Not many informants want to talk about their motivations for selling out their friends and colleagues, but Sergei Chmykhun is prepared to answer our questions in a telegram call.
Chmykhun turned his acquaintance Oleg Belousov into law enforcement for speaking out against Putin and the war in a group chat. As a consequence, Belousov – who lives with his disabled son – was subjected to a heavy handed and humiliating police raid.
After his front door was ripped from its hinges, the police pressured him into apologising on-camera, cuffed and half-naked.

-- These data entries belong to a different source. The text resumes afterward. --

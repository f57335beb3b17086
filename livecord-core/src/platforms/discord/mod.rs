pub mod announcer;
pub mod runtime;

pub use announcer::DiscordAnnouncer;
pub use runtime::DiscordRuntime;
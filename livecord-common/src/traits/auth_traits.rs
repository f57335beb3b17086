use async_trait::async_trait;
use crate::error::Error;
use crate::models::auth::AppToken;

/// Performs one client-credentials exchange against the identity provider.
///
/// Implementations never retry; a failure is reported as [`Error::Auth`].
#[async_trait]
pub trait TokenExchange: Send + Sync {
    async fn exchange(&self) -> Result<AppToken, Error>;
}
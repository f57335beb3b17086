// File: livecord-core/src/presence/persistence.rs

use twilight_model::id::Id;
use twilight_model::id::marker::MessageMarker;

use livecord_common::models::{ConfigDefaults, Configuration, TrackedEntity};

use crate::Error;
use crate::repositories::ConfigHandle;

/// Mirrors notification message ids into the `liveMessageIds` map of the
/// configuration document so they survive a restart.
#[derive(Clone)]
pub struct PersistenceBridge {
    config: ConfigHandle,
}

impl PersistenceBridge {
    pub fn new(config: ConfigHandle) -> Self {
        Self { config }
    }

    pub async fn load(&self) -> Result<Configuration, Error> {
        self.config.load().await
    }

    /// Stores the id only while `entity` is still tracked, so a removal that
    /// lands during a send is not undone. Returns whether the id was stored.
    pub async fn record_message(
        &self,
        entity: &TrackedEntity,
        message_id: Id<MessageMarker>,
        defaults: &ConfigDefaults,
    ) -> Result<bool, Error> {
        let entity = entity.clone();
        let defaults = defaults.clone();
        self.config
            .try_modify(move |c| {
                if !c.effective_streamers(&defaults).contains(&entity) {
                    return Ok(false);
                }
                c.live_message_ids.insert(entity, message_id);
                Ok(true)
            })
            .await
    }

    /// Removing an id that is not stored is a no-op.
    pub async fn clear_message(&self, entity: &TrackedEntity) -> Result<(), Error> {
        let entity = entity.clone();
        self.config
            .modify(move |c| {
                c.live_message_ids.remove(&entity);
            })
            .await
    }
}

#[cfg(test)]
mod tests {
    use std::sync::Arc;

    use super::*;
    use crate::test_utils::MemoryConfigStore;

    fn entity(login: &str) -> TrackedEntity {
        TrackedEntity::new(login).unwrap()
    }

    #[tokio::test]
    async fn untracked_entity_is_not_written_back() -> Result<(), Error> {
        let mut doc = Configuration::default();
        doc.add_streamer(entity("bob"));
        let store = Arc::new(MemoryConfigStore::new(doc));
        let bridge = PersistenceBridge::new(ConfigHandle::new(store.clone()));
        let defaults = ConfigDefaults::default();

        assert!(!bridge.record_message(&entity("alice"), Id::new(1), &defaults).await?);
        assert!(bridge.record_message(&entity("bob"), Id::new(2), &defaults).await?);

        let stored = store.snapshot().live_message_ids;
        assert_eq!(stored.len(), 1);
        assert_eq!(stored.get(&entity("bob")), Some(&Id::new(2)));
        Ok(())
    }

    #[tokio::test]
    async fn fallback_list_counts_as_tracked() -> Result<(), Error> {
        let store = Arc::new(MemoryConfigStore::new(Configuration::default()));
        let bridge = PersistenceBridge::new(ConfigHandle::new(store.clone()));
        let defaults = ConfigDefaults {
            streamers: vec![entity("alice")],
            ..ConfigDefaults::default()
        };

        assert!(bridge.record_message(&entity("alice"), Id::new(3), &defaults).await?);
        bridge.clear_message(&entity("alice")).await?;
        assert!(store.snapshot().live_message_ids.is_empty());
        Ok(())
    }
}
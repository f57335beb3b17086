use std::collections::BTreeSet;
use async_trait::async_trait;
use twilight_model::id::Id;
use twilight_model::id::marker::{ChannelMarker, MessageMarker};
use crate::error::Error;
use crate::models::{BroadcastSnapshot, LiveAnnouncement, TrackedEntity};

/// Looks up which of the given accounts are currently broadcasting.
#[async_trait]
pub trait StatusProvider: Send + Sync {
    /// Empty input must return an empty list without any network call.
    async fn live_broadcasts(
        &self,
        entities: &BTreeSet<TrackedEntity>,
    ) -> Result<Vec<BroadcastSnapshot>, Error>;
}

/// Sends and edits notification messages in a chat channel.
#[async_trait]
pub trait AnnouncementGateway: Send + Sync {
    async fn send(
        &self,
        channel_id: Id<ChannelMarker>,
        content: &str,
        announcement: &LiveAnnouncement,
    ) -> Result<Id<MessageMarker>, Error>;

    /// Editing a message that no longer exists is a no-op.
    async fn edit(
        &self,
        channel_id: Id<ChannelMarker>,
        message_id: Id<MessageMarker>,
        announcement: &LiveAnnouncement,
    ) -> Result<(), Error>;
}
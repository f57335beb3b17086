// ========================================================
// File: livecord-core/src/platforms/twitch/requests/stream.rs
// ========================================================
use std::collections::HashMap;

use chrono::{DateTime, Utc};
use serde::Deserialize;
use tracing::{debug, warn};

use livecord_common::models::broadcast::{UNKNOWN_CATEGORY, UNTITLED_BROADCAST};
use livecord_common::models::{AppToken, BroadcastSnapshot, TrackedEntity};

use crate::Error;
use crate::platforms::twitch::client::TwitchHelixClient;

/// Response from "Get Streams" endpoint.
#[derive(Debug, Deserialize)]
pub struct StreamsResponse {
    #[serde(default)]
    pub data: Vec<StreamData>,
}

/// Single stream data record.
#[derive(Debug, Clone, Deserialize)]
pub struct StreamData {
    pub id: String,
    pub user_id: String,
    pub user_login: String,
    pub user_name: String,
    #[serde(default)]
    pub game_id: String,
    #[serde(default)]
    pub game_name: String,
    #[serde(rename = "type", default)]
    pub type_field: String, // "live", or "" on error
    #[serde(default)]
    pub title: String,
    #[serde(default)]
    pub viewer_count: u64,
    #[serde(default)]
    pub started_at: Option<String>,
    #[serde(default)]
    pub thumbnail_url: String,
}

/// Response from "Get Games" endpoint.
#[derive(Debug, Deserialize)]
pub struct GamesResponse {
    #[serde(default)]
    pub data: Vec<GameData>,
}

/// Single game record.
#[derive(Debug, Deserialize)]
pub struct GameData {
    pub id: String,
    pub name: String,
}

/// Asks for full pages; without `first` Helix returns only 20 records.
const PAGE_SIZE_PARAM: (&str, &str) = ("first", "100");

/// One "Get Streams" request for up to 100 logins.
///
/// `first=100` makes the single page large enough for every requested login
/// to come back live, so no cursor needs following.
pub async fn fetch_streams(
    client: &TwitchHelixClient,
    token: AppToken,
    logins: &[TrackedEntity],
) -> Result<Vec<StreamData>, Error> {
    let query: Vec<(&str, &str)> = std::iter::once(PAGE_SIZE_PARAM)
        .chain(logins.iter().map(|login| ("user_login", login.as_str())))
        .collect();
    let resp: StreamsResponse = client.get_json("streams", &query, &token).await?;
    debug!(requested = logins.len(), live = resp.data.len(), "Fetched live streams");
    Ok(resp.data)
}

/// One "Get Games" request for up to 100 category ids, as id -> name.
pub async fn fetch_games(
    client: &TwitchHelixClient,
    token: AppToken,
    game_ids: &[String],
) -> Result<HashMap<String, String>, Error> {
    if game_ids.is_empty() {
        return Ok(HashMap::new());
    }
    let query: Vec<(&str, &str)> = std::iter::once(PAGE_SIZE_PARAM)
        .chain(game_ids.iter().map(|id| ("id", id.as_str())))
        .collect();
    let resp: GamesResponse = client.get_json("games", &query, &token).await?;
    Ok(resp.data.into_iter().map(|g| (g.id, g.name)).collect())
}

impl StreamData {
    /// Converts into a snapshot, resolving the category name from `games`.
    ///
    /// Returns `None` when the login is not a valid account name.
    pub fn into_snapshot(self, games: &HashMap<String, String>) -> Option<BroadcastSnapshot> {
        let account_name = match TrackedEntity::new(&self.user_login) {
            Ok(e) => e,
            Err(e) => {
                warn!("Skipping stream with unusable login '{}': {}", self.user_login, e);
                return None;
            }
        };

        let category_name = games
            .get(&self.game_id)
            .cloned()
            .or_else(|| (!self.game_name.is_empty()).then(|| self.game_name.clone()))
            .unwrap_or_else(|| UNKNOWN_CATEGORY.to_string());

        let title = if self.title.trim().is_empty() {
            UNTITLED_BROADCAST.to_string()
        } else {
            self.title
        };

        let started_at = self
            .started_at
            .as_deref()
            .and_then(|s| DateTime::parse_from_rfc3339(s).ok())
            .map(|dt| dt.with_timezone(&Utc));

        Some(BroadcastSnapshot {
            id: self.id,
            account_id: self.user_id,
            account_name,
            display_name: self.user_name,
            title,
            category_id: self.game_id,
            category_name,
            viewer_count: self.viewer_count,
            thumbnail_url_template: self.thumbnail_url,
            started_at,
        })
    }
}

#[cfg(test)]
mod tests {
    use super::*;

    fn stream(json: &str) -> StreamData {
        serde_json::from_str(json).unwrap()
    }

    #[test]
    fn fills_defaults_for_sparse_records() {
        let data = stream(
            r#"{"id":"1","user_id":"10","user_login":"Alice","user_name":"Alice","title":"  "}"#,
        );
        let snap = data.into_snapshot(&HashMap::new()).unwrap();
        assert_eq!(snap.account_name.as_str(), "alice");
        assert_eq!(snap.title, UNTITLED_BROADCAST);
        assert_eq!(snap.category_name, UNKNOWN_CATEGORY);
        assert_eq!(snap.viewer_count, 0);
        assert!(snap.started_at.is_none());
    }

    #[test]
    fn resolves_category_from_lookup() {
        let data = stream(
            r#"{"id":"1","user_id":"10","user_login":"alice","user_name":"Alice",
                "game_id":"33214","game_name":"stale","title":"Ranked grind",
                "viewer_count":42,"started_at":"2024-05-01T18:00:00Z",
                "thumbnail_url":"https://x/{width}x{height}.jpg","type":"live"}"#,
        );
        let mut games = HashMap::new();
        games.insert("33214".to_string(), "Fortnite".to_string());
        let snap = data.into_snapshot(&games).unwrap();
        assert_eq!(snap.category_name, "Fortnite");
        assert_eq!(snap.viewer_count, 42);
        assert_eq!(snap.started_at.unwrap().to_rfc3339(), "2024-05-01T18:00:00+00:00");
    }

    #[test]
    fn falls_back_to_inline_game_name() {
        let data = stream(
            r#"{"id":"1","user_id":"10","user_login":"alice","user_name":"Alice",
                "game_id":"9","game_name":"Just Chatting","title":"hi"}"#,
        );
        let snap = data.into_snapshot(&HashMap::new()).unwrap();
        assert_eq!(snap.category_name, "Just Chatting");
    }
}
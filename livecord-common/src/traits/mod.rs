pub mod auth_traits;
pub mod clock;
pub mod platform_traits;
pub mod repository_traits;

pub use auth_traits::TokenExchange;
pub use clock::{Clock, SystemClock};
pub use platform_traits::{AnnouncementGateway, StatusProvider};
pub use repository_traits::ConfigStore;
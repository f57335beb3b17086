
// File: src/services/mod.rs

pub mod admin_commands;
pub mod discord;

pub use admin_commands::{AdminCommand, AdminCommandService, RuntimeInfo};
use tokio::sync::watch;
use tracing::{error, info, warn};

use livecord_core::Error;
use livecord_core::platforms::discord::DiscordRuntime;
use livecord_core::tasks::spawn_live_poll_task;

use crate::Args;
use crate::context::ServerContext;

pub async fn run_server(args: Args) -> Result<(), Error> {
    let ServerContext {
        mut engine,
        commands,
        discord_http,
        check_interval,
    } = ServerContext::new(&args)?;

    // A broken config document is fatal here rather than on the first tick.
    engine.rehydrate().await?;
    if let Err(e) = engine.prime().await {
        warn!(error = %e, "Startup live check failed; continuing with stored message ids");
    }

    let (shutdown_tx, shutdown_rx) = watch::channel(false);
    let poll = spawn_live_poll_task(engine, check_interval, shutdown_rx);

    let mut discord = DiscordRuntime::new(args.discord_token.clone(), discord_http, commands);
    if let Err(e) = discord.connect().await {
        error!("Discord gateway unavailable, slash commands disabled: {e}");
    }

    if let Err(e) = tokio::signal::ctrl_c().await {
        error!("Ctrl-C handler error: {e:?}");
    }
    info!("Ctrl-C received; shutting down.");

    let _ = shutdown_tx.send(true);
    if let Err(e) = poll.await {
        error!("Live poll task ended abnormally: {e}");
    }
    discord.disconnect().await;

    info!("Server shutdown complete.");
    Ok(())
}
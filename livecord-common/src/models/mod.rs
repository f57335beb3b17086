// File: livecord-common/src/models/mod.rs
pub mod announcement;
pub mod auth;
pub mod broadcast;
pub mod config;
pub mod entity;

pub use announcement::LiveAnnouncement;
pub use auth::AppToken;
pub use broadcast::BroadcastSnapshot;
pub use config::{ConfigDefaults, Configuration};
pub use entity::TrackedEntity;
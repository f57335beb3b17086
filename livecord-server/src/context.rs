//! livecord-server/src/context.rs
//!
//! Builds every long-lived component from the process arguments.

use std::sync::Arc;
use std::time::Duration;

use tracing::warn;
use twilight_http::Client as HttpClient;
use twilight_model::id::Id;
use twitch_oauth2::{ClientId, ClientSecret};

use livecord_common::models::entity::parse_entity_list;
use livecord_common::models::ConfigDefaults;
use livecord_common::traits::{Clock, SystemClock};
use livecord_core::Error;
use livecord_core::platforms::discord::DiscordAnnouncer;
use livecord_core::platforms::twitch::{
    AppTokenCache, ClientCredentialsExchange, HelixStatusProvider, TwitchHelixClient,
};
use livecord_core::presence::{NotificationEngine, PersistenceBridge};
use livecord_core::repositories::{ConfigHandle, JsonFileConfigStore};
use livecord_core::services::{AdminCommandService, RuntimeInfo};

use crate::Args;

const HTTP_TIMEOUT: Duration = Duration::from_secs(30);

pub struct ServerContext {
    pub engine: NotificationEngine,
    pub commands: Arc<AdminCommandService>,
    pub discord_http: Arc<HttpClient>,
    pub check_interval: Duration,
}

fn defaults_from(args: &Args) -> ConfigDefaults {
    let channel_id = args.channel_id.and_then(Id::new_checked);
    let role_id = args.role_id.and_then(Id::new_checked);
    if args.channel_id.is_some() && channel_id.is_none() {
        warn!("CHANNEL_ID must be non-zero; ignoring it");
    }
    ConfigDefaults {
        streamers: args
            .twitch_username
            .as_deref()
            .map(parse_entity_list)
            .unwrap_or_default(),
        channel_id,
        role_id,
    }
}

impl ServerContext {
    pub fn new(args: &Args) -> Result<Self, Error> {
        let check_interval = Duration::from_secs(args.check_interval.max(1));
        let defaults = defaults_from(args);
        let clock: Arc<dyn Clock> = Arc::new(SystemClock);

        let http = reqwest::Client::builder().timeout(HTTP_TIMEOUT).build()?;
        let client_id = ClientId::new(args.client_id.trim().to_string());
        let exchange = ClientCredentialsExchange::new(
            http.clone(),
            client_id.clone(),
            ClientSecret::new(args.client_secret.trim().to_string()),
            clock.clone(),
        );
        let tokens = Arc::new(AppTokenCache::new(Arc::new(exchange), clock.clone()));
        let provider = HelixStatusProvider::new(TwitchHelixClient::new(http, client_id), tokens);

        let discord_http = Arc::new(
            HttpClient::builder()
                .token(args.discord_token.clone())
                .timeout(HTTP_TIMEOUT)
                .build(),
        );

        let config = ConfigHandle::new(Arc::new(JsonFileConfigStore::new(&args.config_path)));

        let engine = NotificationEngine::new(
            Arc::new(provider),
            Arc::new(DiscordAnnouncer::new(discord_http.clone())),
            PersistenceBridge::new(config.clone()),
            clock,
            defaults.clone(),
        );

        let commands = Arc::new(AdminCommandService::new(
            config,
            defaults,
            RuntimeInfo {
                twitch_configured: !args.client_id.trim().is_empty()
                    && !args.client_secret.trim().is_empty(),
                check_interval,
            },
        ));

        Ok(Self {
            engine,
            commands,
            discord_http,
            check_interval,
        })
    }
}
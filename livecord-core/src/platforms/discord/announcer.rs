// File: livecord-core/src/platforms/discord/announcer.rs

use std::sync::Arc;

use async_trait::async_trait;
use tracing::{debug, warn};
use twilight_http::Client as HttpClient;
use twilight_http::error::{Error as HttpError, ErrorType};
use twilight_model::channel::message::component::{ActionRow, Button, ButtonStyle, Component};
use twilight_model::channel::message::Embed;
use twilight_model::id::Id;
use twilight_model::id::marker::{ChannelMarker, MessageMarker};
use twilight_model::util::Timestamp;
use twilight_util::builder::embed::{
    EmbedAuthorBuilder, EmbedBuilder, EmbedFieldBuilder, EmbedFooterBuilder, ImageSource,
};

use livecord_common::models::LiveAnnouncement;
use livecord_common::traits::AnnouncementGateway;

use crate::Error;

pub const TWITCH_PURPLE: u32 = 0x9146FF;
const TWITCH_ICON_URL: &str =
    "https://static.twitchcdn.net/assets/favicon-32-d6025c14e900565f67f0.png";

/// Builds the "now live" embed for an announcement.
pub fn build_live_embed(announcement: &LiveAnnouncement) -> Embed {
    let url = announcement.stream_url.clone();

    let mut author = EmbedAuthorBuilder::new(format!("{} is now live!", announcement.display_name))
        .url(url.clone());
    if let Ok(icon) = ImageSource::url(TWITCH_ICON_URL) {
        author = author.icon_url(icon);
    }

    let mut builder = EmbedBuilder::new()
        .color(TWITCH_PURPLE)
        .title(announcement.title.clone())
        .url(url.clone())
        .author(author)
        .field(EmbedFieldBuilder::new("Game", announcement.category.clone()).inline())
        .field(EmbedFieldBuilder::new("Viewers", announcement.viewer_count.to_string()).inline())
        .field(EmbedFieldBuilder::new("Stream", format!("[Watch on Twitch]({url})")))
        .footer(EmbedFooterBuilder::new("Now Live on Twitch"));

    if !announcement.thumbnail_url.is_empty() {
        match ImageSource::url(announcement.thumbnail_url.clone()) {
            Ok(image) => builder = builder.image(image),
            Err(e) => debug!("Skipping thumbnail '{}': {e}", announcement.thumbnail_url),
        }
    }

    if let Some(ts) = announcement
        .started_at
        .and_then(|dt| Timestamp::from_secs(dt.timestamp()).ok())
    {
        builder = builder.timestamp(ts);
    }

    builder.build()
}

/// A single row holding the link-style "Watch Stream" button.
pub fn watch_button_row(announcement: &LiveAnnouncement) -> Component {
    Component::ActionRow(ActionRow {
        components: vec![Component::Button(Button {
            custom_id: None,
            disabled: false,
            emoji: None,
            label: Some("Watch Stream".to_string()),
            style: ButtonStyle::Link,
            url: Some(announcement.stream_url.clone()),
            sku_id: None,
        })],
    })
}

fn is_unknown_message(err: &HttpError) -> bool {
    matches!(err.kind(), ErrorType::Response { status, .. } if status.get() == 404)
}

/// [`AnnouncementGateway`] over the Discord REST API.
pub struct DiscordAnnouncer {
    http: Arc<HttpClient>,
}

impl DiscordAnnouncer {
    pub fn new(http: Arc<HttpClient>) -> Self {
        Self { http }
    }
}

#[async_trait]
impl AnnouncementGateway for DiscordAnnouncer {
    async fn send(
        &self,
        channel_id: Id<ChannelMarker>,
        content: &str,
        announcement: &LiveAnnouncement,
    ) -> Result<Id<MessageMarker>, Error> {
        let embeds = [build_live_embed(announcement)];
        let components = [watch_button_row(announcement)];

        let response = self
            .http
            .create_message(channel_id)
            .content(content)
            .embeds(&embeds)
            .components(&components)
            .await
            .map_err(|e| Error::GatewayDelivery(format!("Error sending Discord message: {e}")))?;

        let message = response
            .model()
            .await
            .map_err(|e| Error::GatewayDelivery(format!("Error decoding sent message: {e}")))?;
        Ok(message.id)
    }

    async fn edit(
        &self,
        channel_id: Id<ChannelMarker>,
        message_id: Id<MessageMarker>,
        announcement: &LiveAnnouncement,
    ) -> Result<(), Error> {
        let embeds = [build_live_embed(announcement)];
        let components = [watch_button_row(announcement)];

        match self
            .http
            .update_message(channel_id, message_id)
            .embeds(Some(&embeds))
            .components(Some(&components))
            .await
        {
            Ok(_) => Ok(()),
            Err(e) if is_unknown_message(&e) => {
                warn!(%channel_id, %message_id, "Live message no longer exists; skipping edit");
                Ok(())
            }
            Err(e) => Err(Error::GatewayDelivery(format!("Error editing Discord message: {e}"))),
        }
    }
}

#[cfg(test)]
mod tests {
    use super::*;
    use chrono::TimeZone;

    fn announcement() -> LiveAnnouncement {
        LiveAnnouncement {
            display_name: "Alice".into(),
            title: "Ranked grind".into(),
            category: "Chess".into(),
            viewer_count: 128,
            stream_url: "https://twitch.tv/alice".into(),
            thumbnail_url: "https://cdn/live_user_alice-1280x720.jpg".into(),
            started_at: Some(chrono::Utc.with_ymd_and_hms(2024, 5, 1, 18, 0, 0).unwrap()),
        }
    }

    #[test]
    fn embed_carries_stream_metadata() {
        let embed = build_live_embed(&announcement());
        assert_eq!(embed.title.as_deref(), Some("Ranked grind"));
        assert_eq!(embed.url.as_deref(), Some("https://twitch.tv/alice"));
        assert_eq!(embed.color, Some(TWITCH_PURPLE));
        let fields: Vec<(&str, &str)> = embed
            .fields
            .iter()
            .map(|f| (f.name.as_str(), f.value.as_str()))
            .collect();
        assert_eq!(fields[0], ("Game", "Chess"));
        assert_eq!(fields[1], ("Viewers", "128"));
        assert!(fields[2].1.contains("https://twitch.tv/alice"));
        assert_eq!(
            embed.image.map(|i| i.url),
            Some("https://cdn/live_user_alice-1280x720.jpg".to_string())
        );
        assert!(embed.timestamp.is_some());
    }

    #[test]
    fn empty_thumbnail_leaves_image_unset() {
        let mut ann = announcement();
        ann.thumbnail_url.clear();
        ann.started_at = None;
        let embed = build_live_embed(&ann);
        assert!(embed.image.is_none());
        assert!(embed.timestamp.is_none());
    }

    #[test]
    fn button_links_to_stream() {
        match watch_button_row(&announcement()) {
            Component::ActionRow(row) => match &row.components[0] {
                Component::Button(b) => {
                    assert_eq!(b.style, ButtonStyle::Link);
                    assert_eq!(b.url.as_deref(), Some("https://twitch.tv/alice"));
                }
                other => panic!("unexpected component {other:?}"),
            },
            other => panic!("unexpected component {other:?}"),
        }
    }
}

“For several years, Oleg was freely criticising Russia and Putin, and nobody really paid any attention,” Chmykhun tells VICE World News “But after the military operation began… I asked him, and warned him several times, that if he doesn’t stop doing this, I will make him stop one way or another.”
When asked if holding a different political opinion justifies a criminal sentence, Chmykhun is defiant. “When we have an external enemy,” he says, “there aren’t any politics. And Oleg was speaking in support of our enemies.”
Belousov now faces 10 years behind bars, but Chmykhun has no regrets.
“At the very least he’s a traitor to his motherland,” he says.